A ignorância, a História nos prova, é causa de muita dor. A ausência do saber, o desconhecimento diante de uma certa realidade que nos cerca e oprime, conduziu a humanidade em várias e várias oportunidades a hecatombes, às vezes em cenários horrendamente apocalípticos. Uma corrida de olho sobre o extermínio decorrido da ignorância do homem em torno da peste negra na Idade Média, da gripe espanhola no início do século XX, da varíola ou da cólera pode atestar minha colocação.
Mas há tipos e tipos de ignorância, e fatalmente nos servirá uma de suas carapuças, limitados que somos. Todavia, hoje, nesses dias em que um vírus letal se espalha pelo mundo tirando o ar e a vida das pessoas, enfrentamos dois mais claramente.
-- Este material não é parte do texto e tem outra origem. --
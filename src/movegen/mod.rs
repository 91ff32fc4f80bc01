//! Legal move generation.
//!
//! A house is a legal selection when it holds at least one seed.

use rand::Rng;

use crate::board::{Board, House, Side};

/// Returns the side's non-empty houses in ascending order.
pub fn legal_houses(board: &Board, side: Side) -> Vec<House> {
    House::ALL
        .into_iter()
        .filter(|h| board.seeds(h.index_for(side)) != 0)
        .collect()
}

/// Picks a uniformly random legal house, or `None` if the side has no seeds.
pub fn random_house(board: &Board, side: Side, rng: &mut impl Rng) -> Option<House> {
    let legal = legal_houses(board, side);
    if legal.is_empty() {
        return None;
    }
    Some(legal[rng.gen_range(0..legal.len())])
}

#[cfg(test)]
mod tests {
    use super::*;
    use rand::rngs::SmallRng;
    use rand::SeedableRng;

    #[test]
    fn all_houses_legal_at_start() {
        let board = Board::new();
        assert_eq!(legal_houses(&board, Side::A), House::ALL.to_vec());
        assert_eq!(legal_houses(&board, Side::B), House::ALL.to_vec());
    }

    #[test]
    fn empty_houses_are_not_legal() {
        let board = Board::from_counts([0, 2, 0, 0, 1, 0, 9, 0, 0, 0, 0, 0, 0, 36]);
        let legal: Vec<u8> = legal_houses(&board, Side::A)
            .iter()
            .map(|h| h.number())
            .collect();
        assert_eq!(legal, vec![2, 5]);
        assert!(legal_houses(&board, Side::B).is_empty());
    }

    #[test]
    fn random_house_is_always_legal() {
        let board = Board::from_counts([0, 2, 0, 0, 1, 0, 9, 0, 3, 0, 0, 0, 0, 33]);
        let mut rng = SmallRng::seed_from_u64(7);
        for _ in 0..50 {
            let h = random_house(&board, Side::A, &mut rng).unwrap();
            assert!(board.seeds(h.index_for(Side::A)) > 0);
        }
        assert_eq!(
            random_house(&board, Side::B, &mut rng),
            House::new(2)
        );
        let empty = Board::from_counts([0, 0, 0, 0, 0, 0, 24, 0, 0, 0, 0, 0, 0, 24]);
        assert_eq!(random_house(&empty, Side::A, &mut rng), None);
    }
}
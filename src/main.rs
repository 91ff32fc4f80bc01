//! Kalah -- play the 6-house mancala game at the console.
//!
//! Reads house selections from stdin and writes the board to stdout. Player 2
//! is played by the robot advisor unless `--two-player` is given. Diagnostics
//! go to stderr and are controlled with `RUST_LOG`.

use std::io::{self, BufWriter};
use std::path::PathBuf;

use anyhow::{Context, Result};
use clap::Parser;
use tracing::info;
use tracing_subscriber::EnvFilter;

use kalah::config::GameConfig;
use kalah::engine::TurnEngine;
use kalah::protocol::display::Layout;
use kalah::session::{Session, SessionEnd};

/// Play Kalah against the robot or another human.
#[derive(Parser, Debug)]
#[command(name = "kalah", version, about)]
struct Cli {
    /// JSON configuration file; flags below override it.
    #[arg(short, long)]
    config: Option<PathBuf>,

    /// Draw the board vertically.
    #[arg(long)]
    vertical: bool,

    /// Two human players; disables the robot.
    #[arg(long)]
    two_player: bool,

    /// Start from a KFEN position instead of the opening.
    #[arg(long)]
    position: Option<String>,
}

fn main() -> Result<()> {
    tracing_subscriber::fmt()
        .with_env_filter(EnvFilter::from_default_env())
        .with_writer(io::stderr)
        .init();

    let cli = Cli::parse();

    let mut config = match &cli.config {
        Some(path) => GameConfig::load(path)
            .with_context(|| format!("loading config from {}", path.display()))?,
        None => GameConfig::default(),
    };
    if cli.vertical {
        config.layout = Layout::Vertical;
    }
    if cli.two_player {
        config.robot = false;
    }
    if cli.position.is_some() {
        config.position = cli.position;
    }

    let engine = match &config.position {
        Some(kfen) => TurnEngine::from_kfen(kfen).context("invalid --position")?,
        None => TurnEngine::new(),
    };
    info!(?config, "starting game");

    let stdin = io::stdin();
    let stdout = io::stdout();
    let mut session = Session::new(engine, &config, stdin.lock(), BufWriter::new(stdout.lock()));
    match session.run()? {
        SessionEnd::Finished(result) => info!(?result, "game finished"),
        SessionEnd::Quit => info!("game abandoned"),
    }
    Ok(())
}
Um é a ignorância da ciência: a ciência ignora uma cura para a Covid-19. Pesquisadores do mundo todo se movem no mesmo sentido, de elaborar uma vacina ou um remédio para o coronavírus. Inconformados com seu estado de ignorância, movem-se, portanto, no sentido do saber, do desvendar, do esclarecimento, da luz.
Se não têm o conhecimento da cura, entretanto, têm o conhecimento do modo de proliferação. E instruem-nos, ignorantes que somos das coisas da ciência, que devemos evitar contato social, pois estas relações facilitam a transmissão do vírus. Lavar as mãos, ficar atento a sintomas assim e assado etc. De ignorantes, passamos então a sapientes. Pela comunicação, assimilamos aquele conhecimento que agora também é nosso.
(E é até bonito ver como o termo “comunicação” volta assim a seu sentido original, de “comunhão”, de “partilha”.)
Mas há um outro tipo de ignorância a ser combatida, e esta batalha é mais difícil, pois é um tipo de incultura que tem seus argumentos arraigados em terrenos que não são meramente cognitivos ou racionais. Há um desejo pela ignorância. Uma tara, talvez? Ah, quem sou eu no rolê da psicanálise para avaliar, ignorante que sou das coisas da mente.
Mas quando vemos pessoas ignorando recomendações oferecidas a nós por pessoas comprovadamente mais habilitadas, médicos, enfermeiros, biólogos, a Organização Mundial de Saúde, fica difícil não pensar na ideia de uma espécie de tanatolatria, de uma veneração da morte. Mas da morte do outro, pois se farinha é pouca, meu pirão primeiro.
É um tipo de ignorância eletiva, emproada de sua própria burrice e assustadoramente clara em seus propósitos imediatos – mercantilistas, naturalmente. Orgulhosos de seu estado de ignorância, movem-se, portanto, no sentido do não saber, da idiotice, do obscurantismo, das trevas.